**Try it**
Nothing should be left out: repeat all the data exactly.

━━ Records supplied

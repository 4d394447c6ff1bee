use std::io::Write;
use std::path::Path;

use anyhow::Result;

use crate::config::RefineConfig;
use crate::data::dictionary::CodeDictionary;
use crate::data::loader::{load_dictionary, load_table};
use crate::data::model::Table;
use crate::data::writer::write_table;
use crate::refine::dedup::drop_duplicates;
use crate::refine::labels::apply_dictionary;
use crate::refine::normalize::normalize_types;
use crate::refine::outliers::flag_outliers;
use crate::refine::sentinel::replace_sentinel;

// ---------------------------------------------------------------------------
// Pipeline
// ---------------------------------------------------------------------------

/// Shape of the table that was written.
#[derive(Debug, Clone, Copy, PartialEq, Eq)]
pub struct RunSummary {
    pub rows: usize,
    pub columns: usize,
}

/// Load `csv_path` and `json_path`, refine, and write the result to
/// `config.output`. Progress lines go to `out`.
///
/// Nothing is written to disk unless both inputs load.
pub fn run<W: Write>(
    csv_path: &Path,
    json_path: &Path,
    config: &RefineConfig,
    out: &mut W,
) -> Result<RunSummary> {
    let table = load_table(csv_path)?;
    let dictionary = load_dictionary(json_path)?;
    writeln!(out, "Loaded {} rows", table.height())?;

    let table = refine(table, &dictionary, config, out)?;

    write_table(&table, &config.output)?;
    writeln!(out, "Refined data saved to {}", config.output.display())?;
    writeln!(out, "Final data shape: ({}, {})", table.height(), table.width())?;

    Ok(RunSummary {
        rows: table.height(),
        columns: table.width(),
    })
}

/// Run every refinement stage over an already-loaded table.
pub fn refine<W: Write>(
    table: Table,
    dictionary: &CodeDictionary,
    config: &RefineConfig,
    out: &mut W,
) -> Result<Table> {
    let (table, removed) = drop_duplicates(table);
    writeln!(out, "Removed {removed} duplicate rows")?;

    let (table, failures) = normalize_types(table);
    for failure in &failures {
        writeln!(out, "{failure}")?;
    }

    let (table, replaced) =
        replace_sentinel(table, config.sentinel, config.sentinel_scope, dictionary);
    writeln!(
        out,
        "Sentinel code '{}' replaced with missing in {replaced} cells",
        config.sentinel
    )?;

    let (table, report) = apply_dictionary(table, dictionary, config.sentinel);
    for column in &report.unknown_columns {
        log::warn!("dictionary names column '{column}' which is not in the dataset");
        writeln!(out, "Dictionary column '{column}' not found in dataset; skipping")?;
    }
    for outcome in &report.columns {
        if outcome.inadmissible > 0 {
            writeln!(
                out,
                "'{}' column contains {} inadmissible values",
                outcome.column, outcome.inadmissible
            )?;
        }
        writeln!(
            out,
            "Created new column '{}' using dictionary mapping",
            outcome.label_column
        )?;
    }

    let (table, flagged) = flag_outliers(table, &config.outlier_column, config.outlier_threshold);
    if let Some(count) = flagged.filter(|&n| n > 0) {
        writeln!(
            out,
            "Anomaly Check: {count} records in '{}' exceed {} hours per week",
            config.outlier_column, config.outlier_threshold
        )?;
        writeln!(
            out,
            "Outliers in '{}' replaced with missing",
            config.outlier_column
        )?;
    }

    Ok(table)
}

━━━━

**Answer box**
repository 4d394447c6ff1bee
use std::io::Write;
use std::path::Path;

use anyhow::Result;

use crate::config::RefineConfig;
use crate::data::dictionary::CodeDictionary;
use crate::data::loader::{load_dictionary, load_table};
use crate::data::model::Table;
use crate::data::writer::write_table;
use crate::refine::dedup::drop_duplicates;
use crate::refine::labels::apply_dictionary;
use crate::refine::normalize::normalize_types;
use crate::refine::outliers::flag_outliers;
use crate::refine::sentinel::replace_sentinel;

// ---------------------------------------------------------------------------
// Pipeline
// ---------------------------------------------------------------------------

/// Shape of the table that was written.
#[derive(Debug, Clone, Copy, PartialEq, Eq)]
pub struct RunSummary {
    pub rows: usize,
    pub columns: usize,
}

/// Load `csv_path` and `json_path`, refine, and write the result to
/// `config.output`. Progress lines go to `out`.
///
/// Nothing is written to disk unless both inputs load.
pub fn run<W: Write>(
    csv_path: &Path,
    json_path: &Path,
    config: &RefineConfig,
    out: &mut W,
) -> Result<RunSummary> {
    let table = load_table(csv_path)?;
    let dictionary = load_dictionary(json_path)?;
    writeln!(out, "Loaded {} rows", table.height())?;

    let table = refine(table, &dictionary, config, out)?;

    write_table(&table, &config.output)?;
    writeln!(out, "Refined data saved to {}", config.output.display())?;
    writeln!(out, "Final data shape: ({}, {})", table.height(), table.width())?;

    Ok(RunSummary {
        rows: table.height(),
        columns: table.width(),
    })
}

/// Run every refinement stage over an already-loaded table.
pub fn refine<W: Write>(
    table: Table,
    dictionary: &CodeDictionary,
    config: &RefineConfig,
    out: &mut W,
) -> Result<Table> {
    let (table, removed) = drop_duplicates(table);
    writeln!(out, "Removed {removed} duplicate rows")?;

    let (table, failures) = normalize_types(table);
    for failure in &failures {
        writeln!(out, "{failure}")?;
    }

    let (table, replaced) =
        replace_sentinel(table, config.sentinel, config.sentinel_scope, dictionary);
    writeln!(
        out,
        "Sentinel code '{}' replaced with missing in {replaced} cells",
        config.sentinel
    )?;

    let (table, report) = apply_dictionary(table, dictionary, config.sentinel);
    for column in &report.unknown_columns {
        log::warn!("dictionary names column '{column}' which is not in the dataset");
        writeln!(out, "Dictionary column '{column}' not found in dataset; skipping")?;
    }
    for outcome in &report.columns {
        if outcome.inadmissible > 0 {
            writeln!(
                out,
                "'{}' column contains {} inadmissible values",
                outcome.column, outcome.inadmissible
            )?;
        }
        writeln!(
            out,
            "Created new column '{}' using dictionary mapping",
            outcome.label_column
        )?;
    }

    let (table, flagged) = flag_outliers(table, &config.outlier_column, config.outlier_threshold);
    if let Some(count) = flagged.filter(|&n| n > 0) {
        writeln!(
            out,
            "Anomaly Check: {count} records in '{}' exceed {} hours per week",
            config.outlier_column, config.outlier_threshold
        )?;
        writeln!(
            out,
            "Outliers in '{}' replaced with missing",
            config.outlier_column
        )?;
    }

    Ok(table)
}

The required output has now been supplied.